Team Places First in Data-Mining Challenge on Translational Medicine

Two postdoctoral scholars from the Kavli Institute for Theoretical Physics explore the limits of rodent models for human biology

A team of researchers from the Kavli Institute for Theoretical Physics (KITP) has taken first-place honors in the Species Translation Challenge organized by IBM Research and Philip Morris International (PMI) R&D. Adel Dayarian and Sahand Hormoz, postdoctoral researchers at the KITP, and their collaborators Gyan Bhanot, professor of physics and molecular biology and biochemistry at Rutgers University, and Michael Biehl, professor of computer science at the University of Groningen in the Netherlands, reported their findings at the sbv IMPROVER Symposium held this week in Athens, Greece.

sbv (systems biology verification) IMPROVER is a collaborative project designed to enable scientists to learn about and contribute to the development of a new crowd-sourcing method for verification of scientific data and results. The project is funded by PMI.

This challenge focused on understanding the limits of rodent models for human biology. Teams were scored using a gold standard where predictions were compared to unreleased experimental data. The KITP-led team ranked first in three of the four subchallenges. Professor Bhanot was a visitor to the KITP at the inception of the project.

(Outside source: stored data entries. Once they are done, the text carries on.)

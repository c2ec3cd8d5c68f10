//! Repository for the `cameras` table.

use parktrack_core::error::CoreError;
use parktrack_core::types::DbId;
use sqlx::{PgExecutor, PgPool};

use crate::models::camera::{Camera, CameraFilter, CreateCamera, UpdateCamera};
use crate::StoreError;

/// Column list shared across queries to avoid repetition.
const COLUMNS: &str = "id, title, is_active, source, image_width, image_height, \
    calib, latitude, longitude, created_at, updated_at";

/// Provides create, read, update and filtered listing for cameras.
pub struct CameraRepo;

impl CameraRepo {
    /// Insert a new camera, returning the created row.
    ///
    /// Fails with [`CoreError::Conflict`] if another camera already has the
    /// same title, compared case-insensitively.
    pub async fn create(pool: &PgPool, input: &CreateCamera) -> Result<Camera, StoreError> {
        let mut tx = pool.begin().await?;

        if Self::title_exists(&mut *tx, &input.title).await? {
            return Err(title_conflict(&input.title));
        }

        let query = format!(
            "INSERT INTO cameras
                (title, is_active, source, image_width, image_height, calib, latitude, longitude)
             VALUES ($1, $2, $3, $4, $5, $6, $7, $8)
             RETURNING {COLUMNS}"
        );
        let camera = sqlx::query_as::<_, Camera>(&query)
            .bind(&input.title)
            .bind(input.is_active)
            .bind(&input.source)
            .bind(input.image_width)
            .bind(input.image_height)
            .bind(input.calib.is_some())
            .bind(input.calib.as_ref())
            .bind(input.latitude)
            .bind(input.longitude)
            .fetch_one(&mut *tx)
            .await?;

        tx.commit().await?;
        tracing::debug!(camera_id = camera.id, title = %camera.title, "Camera inserted");
        Ok(camera)
    }

    /// Find a camera by its internal ID.
    pub async fn find_by_id(pool: &PgPool, id: DbId) -> Result<Option<Camera>, sqlx::Error> {
        let query = format!("SELECT {COLUMNS} FROM cameras WHERE id = $1");
        sqlx::query_as::<_, Camera>(&query)
            .bind(id)
            .fetch_optional(pool)
            .await
    }

    /// List cameras matching every predicate set in `filter`, ordered by id.
    ///
    /// The bounding box keeps cameras with `latitude <= top_left_lat`,
    /// `longitude >= top_left_lon`, `latitude >= bottom_right_lat` and
    /// `longitude >= bottom_right_lon`.
    pub async fn list(pool: &PgPool, filter: &CameraFilter) -> Result<Vec<Camera>, sqlx::Error> {
        let query = format!(
            "SELECT {COLUMNS} FROM cameras
             WHERE ($1::TEXT IS NULL OR strpos(LOWER(title), LOWER($1)) > 0)
               AND ($2::FLOAT8 IS NULL OR latitude <= $2)
               AND ($3::FLOAT8 IS NULL OR longitude >= $3)
               AND ($4::FLOAT8 IS NULL OR latitude >= $4)
               AND ($5::FLOAT8 IS NULL OR longitude >= $5)
             ORDER BY id"
        );
        let bbox = filter.bbox.as_ref();
        sqlx::query_as::<_, Camera>(&query)
            .bind(&filter.text_query)
            .bind(bbox.map(|b| b.top_left_lat))
            .bind(bbox.map(|b| b.top_left_lon))
            .bind(bbox.map(|b| b.bottom_right_lat))
            .bind(bbox.map(|b| b.bottom_right_lon))
            .fetch_all(pool)
            .await
    }

    /// Update a camera. Only non-`None` fields in `input` are applied and
    /// `updated_at` always advances. An explicit `calib: null` clears the
    /// calibration payload.
    ///
    /// Fails with [`CoreError::NotFound`] for an unknown id and with
    /// [`CoreError::Conflict`] if a new title collides with another camera.
    pub async fn update(
        pool: &PgPool,
        id: DbId,
        input: &UpdateCamera,
    ) -> Result<Camera, StoreError> {
        let mut tx = pool.begin().await?;

        if !Self::id_exists(&mut *tx, id).await? {
            return Err(CoreError::NotFound {
                entity: "Camera",
                id,
            }
            .into());
        }

        if let Some(title) = &input.title {
            if Self::title_exists_excluding(&mut *tx, title, Some(id)).await? {
                return Err(title_conflict(title));
            }
        }

        let query = format!(
            "UPDATE cameras SET
                title = COALESCE($2, title),
                is_active = COALESCE($3, is_active),
                source = COALESCE($4, source),
                image_width = COALESCE($5, image_width),
                image_height = COALESCE($6, image_height),
                calib = CASE WHEN $7 THEN $8 ELSE calib END,
                latitude = COALESCE($9, latitude),
                longitude = COALESCE($10, longitude),
                updated_at = NOW()
             WHERE id = $1
             RETURNING {COLUMNS}"
        );
        let camera = sqlx::query_as::<_, Camera>(&query)
            .bind(id)
            .bind(&input.title)
            .bind(input.is_active)
            .bind(&input.source)
            .bind(input.image_width)
            .bind(input.image_height)
            .bind(input.calib.is_some())
            .bind(input.calib.as_ref().and_then(Option::as_ref))
            .bind(input.latitude)
            .bind(input.longitude)
            .fetch_one(&mut *tx)
            .await?;

        tx.commit().await?;
        Ok(camera)
    }

    /// Whether any camera has `title`, compared case-insensitively.
    pub async fn title_exists<'e>(
        executor: impl PgExecutor<'e>,
        title: &str,
    ) -> Result<bool, sqlx::Error> {
        Self::title_exists_excluding(executor, title, None).await
    }

    /// Like [`Self::title_exists`] but ignores the camera with id `exclude`.
    pub async fn title_exists_excluding<'e>(
        executor: impl PgExecutor<'e>,
        title: &str,
        exclude: Option<DbId>,
    ) -> Result<bool, sqlx::Error> {
        sqlx::query_scalar::<_, bool>(
            "SELECT EXISTS(
                SELECT 1 FROM cameras
                WHERE LOWER(title) = LOWER($1)
                  AND ($2::BIGINT IS NULL OR id <> $2)
             )",
        )
        .bind(title)
        .bind(exclude)
        .fetch_one(executor)
        .await
    }

    /// Whether a camera with `id` exists.
    pub async fn id_exists<'e>(executor: impl PgExecutor<'e>, id: DbId) -> Result<bool, sqlx::Error> {
        sqlx::query_scalar::<_, bool>("SELECT EXISTS(SELECT 1 FROM cameras WHERE id = $1)")
            .bind(id)
            .fetch_one(executor)
            .await
    }

    /// Total number of cameras.
    pub async fn count(pool: &PgPool) -> Result<i64, sqlx::Error> {
        sqlx::query_scalar::<_, i64>("SELECT COUNT(*) FROM cameras")
            .fetch_one(pool)
            .await
    }
}

fn title_conflict(title: &str) -> StoreError {
    CoreError::Conflict(format!("Camera with title '{title}' already exists")).into()
}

Open to academic and industrial researchers and data-mining experts around the world, the challenge calls on participants to design the most effective computational method for inferring cellular response in humans, based on high-throughput biological data in rats. While studies in rats have been instrumental in understanding a range of human ailments, translating those findings to humans remains a fundamental challenge in biomedical research.

"Studies on rodents have been a necessary part of modeling various diseases in humans," Dayarian said. "Due to the lack of sufficient data, it has been common to assume that biological processes in mice or rats can be translated to processes in humans. The Species Translation Challenge was designed to verify the accuracy and limitations of this assumption."

Providing some answers to whether biological processes in mice or rats can correspond to biological processes in humans under analogous conditions is invaluable to the biomedical research community as rodent models continue to be a central tool in that field of study. To that end, the Species Translation Challenge consisted of four subchallenges that together sought to shed light on several important questions faced by researchers, with each question addressing a different aspect of translatability:

• Can the perturbations of signaling pathways in one species predict the response to a given stimulus in another species?

• Which biological pathway functions and gene expression profiles are most robustly translated?

• Does translation depend on the nature of the stimulus or data type collected, such as protein phosphorylation, gene expression and cytokine responses?

• Which computational methods are most effective for inferring gene, phosphorylation and pathway responses from one species to another?

KITP's Hormoz emphasized the important role that theoretical physicists can play in the changing field of computational biology. "Physicists are used to dealing with large and noisy data sets," he said. "Our background in statistical physics was particularly useful. We used fluctuations in the measured data to correct for biases introduced by the measurement process."

The next sbv IMPROVER project, the Network Verification Challenge (NVC), runs until January. NVC, which aims to verify and enhance existing biological network models, is expected to increase the networks' value and promote their use in such research applications as drug discovery, personalized medicine and toxicological risk assessment.